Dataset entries
|---|
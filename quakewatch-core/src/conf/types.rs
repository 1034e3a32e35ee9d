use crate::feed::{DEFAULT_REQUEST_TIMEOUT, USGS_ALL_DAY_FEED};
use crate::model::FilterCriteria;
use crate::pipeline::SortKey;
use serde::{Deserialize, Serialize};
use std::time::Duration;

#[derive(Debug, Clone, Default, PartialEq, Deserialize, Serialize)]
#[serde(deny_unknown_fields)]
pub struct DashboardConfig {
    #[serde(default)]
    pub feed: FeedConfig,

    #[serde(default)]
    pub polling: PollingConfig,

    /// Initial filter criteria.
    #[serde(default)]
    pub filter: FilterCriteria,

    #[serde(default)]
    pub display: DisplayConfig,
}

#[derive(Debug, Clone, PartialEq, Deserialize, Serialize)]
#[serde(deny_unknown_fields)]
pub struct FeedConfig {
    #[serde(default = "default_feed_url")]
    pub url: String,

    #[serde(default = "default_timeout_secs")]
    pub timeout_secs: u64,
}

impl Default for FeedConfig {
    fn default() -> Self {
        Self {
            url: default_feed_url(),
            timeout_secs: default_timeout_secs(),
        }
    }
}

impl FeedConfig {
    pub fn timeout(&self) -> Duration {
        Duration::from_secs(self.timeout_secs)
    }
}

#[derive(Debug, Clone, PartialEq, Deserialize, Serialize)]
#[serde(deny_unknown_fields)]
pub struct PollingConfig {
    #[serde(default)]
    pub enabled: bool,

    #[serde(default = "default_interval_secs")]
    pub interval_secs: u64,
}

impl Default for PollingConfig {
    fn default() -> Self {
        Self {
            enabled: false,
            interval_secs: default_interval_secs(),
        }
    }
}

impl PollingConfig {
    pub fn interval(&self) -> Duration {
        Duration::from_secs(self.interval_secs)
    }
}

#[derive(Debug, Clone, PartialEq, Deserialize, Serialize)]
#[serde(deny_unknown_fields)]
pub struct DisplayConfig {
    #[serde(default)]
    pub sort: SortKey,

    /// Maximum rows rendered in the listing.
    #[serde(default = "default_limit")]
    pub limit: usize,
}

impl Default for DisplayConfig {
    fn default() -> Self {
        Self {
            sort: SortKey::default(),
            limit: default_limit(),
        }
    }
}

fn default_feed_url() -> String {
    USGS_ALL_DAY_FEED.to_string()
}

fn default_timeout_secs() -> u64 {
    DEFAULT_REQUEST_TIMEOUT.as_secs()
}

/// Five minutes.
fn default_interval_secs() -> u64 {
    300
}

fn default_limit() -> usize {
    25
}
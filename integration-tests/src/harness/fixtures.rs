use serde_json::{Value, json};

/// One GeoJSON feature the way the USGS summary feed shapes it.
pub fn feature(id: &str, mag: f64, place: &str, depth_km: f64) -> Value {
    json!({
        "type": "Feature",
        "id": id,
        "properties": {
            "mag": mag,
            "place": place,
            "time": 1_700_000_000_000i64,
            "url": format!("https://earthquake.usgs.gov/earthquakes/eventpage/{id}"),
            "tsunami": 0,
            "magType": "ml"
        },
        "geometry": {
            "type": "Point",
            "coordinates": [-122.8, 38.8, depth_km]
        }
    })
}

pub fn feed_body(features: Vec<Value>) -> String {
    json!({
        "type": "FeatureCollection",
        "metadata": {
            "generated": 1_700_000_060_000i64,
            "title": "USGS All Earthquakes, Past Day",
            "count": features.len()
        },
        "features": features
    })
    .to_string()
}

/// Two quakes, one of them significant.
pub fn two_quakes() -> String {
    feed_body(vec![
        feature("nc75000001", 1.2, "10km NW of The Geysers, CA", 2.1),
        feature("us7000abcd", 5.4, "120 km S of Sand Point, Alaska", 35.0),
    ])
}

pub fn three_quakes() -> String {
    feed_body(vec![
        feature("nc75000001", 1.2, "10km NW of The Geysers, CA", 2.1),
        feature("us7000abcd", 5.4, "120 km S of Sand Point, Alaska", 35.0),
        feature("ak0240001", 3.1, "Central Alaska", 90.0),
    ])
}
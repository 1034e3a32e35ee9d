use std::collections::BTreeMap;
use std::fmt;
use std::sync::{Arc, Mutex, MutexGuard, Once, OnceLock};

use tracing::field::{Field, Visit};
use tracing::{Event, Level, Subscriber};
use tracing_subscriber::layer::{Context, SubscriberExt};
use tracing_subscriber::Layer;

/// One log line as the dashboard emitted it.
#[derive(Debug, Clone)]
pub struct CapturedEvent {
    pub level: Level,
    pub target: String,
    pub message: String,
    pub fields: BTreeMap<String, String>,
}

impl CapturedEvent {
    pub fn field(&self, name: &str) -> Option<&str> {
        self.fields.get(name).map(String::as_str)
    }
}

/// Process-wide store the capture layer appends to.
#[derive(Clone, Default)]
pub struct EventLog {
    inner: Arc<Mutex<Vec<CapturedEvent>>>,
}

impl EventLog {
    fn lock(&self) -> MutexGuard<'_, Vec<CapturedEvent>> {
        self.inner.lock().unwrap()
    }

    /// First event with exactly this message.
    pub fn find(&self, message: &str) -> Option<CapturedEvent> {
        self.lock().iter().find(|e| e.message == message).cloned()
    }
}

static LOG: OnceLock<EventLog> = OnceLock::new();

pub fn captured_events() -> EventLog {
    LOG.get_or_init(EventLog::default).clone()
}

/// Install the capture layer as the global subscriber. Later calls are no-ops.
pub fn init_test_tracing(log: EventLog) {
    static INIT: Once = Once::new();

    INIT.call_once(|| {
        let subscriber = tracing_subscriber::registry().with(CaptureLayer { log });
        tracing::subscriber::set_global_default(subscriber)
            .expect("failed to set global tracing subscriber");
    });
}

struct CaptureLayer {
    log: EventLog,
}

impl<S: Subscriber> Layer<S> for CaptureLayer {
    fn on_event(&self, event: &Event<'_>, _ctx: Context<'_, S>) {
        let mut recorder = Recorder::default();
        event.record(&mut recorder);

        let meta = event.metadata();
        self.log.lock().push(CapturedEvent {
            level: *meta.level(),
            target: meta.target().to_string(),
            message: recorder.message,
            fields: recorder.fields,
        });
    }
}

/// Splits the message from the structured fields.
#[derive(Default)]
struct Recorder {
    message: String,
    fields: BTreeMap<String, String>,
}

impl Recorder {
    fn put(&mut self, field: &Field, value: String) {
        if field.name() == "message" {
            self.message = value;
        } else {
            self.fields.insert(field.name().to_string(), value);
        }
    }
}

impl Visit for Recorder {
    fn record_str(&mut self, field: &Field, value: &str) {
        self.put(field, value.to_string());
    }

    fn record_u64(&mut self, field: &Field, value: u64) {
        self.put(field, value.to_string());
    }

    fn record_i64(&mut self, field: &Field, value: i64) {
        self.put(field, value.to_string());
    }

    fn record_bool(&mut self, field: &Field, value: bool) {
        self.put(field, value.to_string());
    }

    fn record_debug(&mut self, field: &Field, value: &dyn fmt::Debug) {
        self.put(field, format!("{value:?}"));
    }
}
|---|
Your answer should be the lines above that contain the word "static", copied out.

static LOG: OnceLock<EventLog> = OnceLock::new();
    static INIT: Once = Once::new();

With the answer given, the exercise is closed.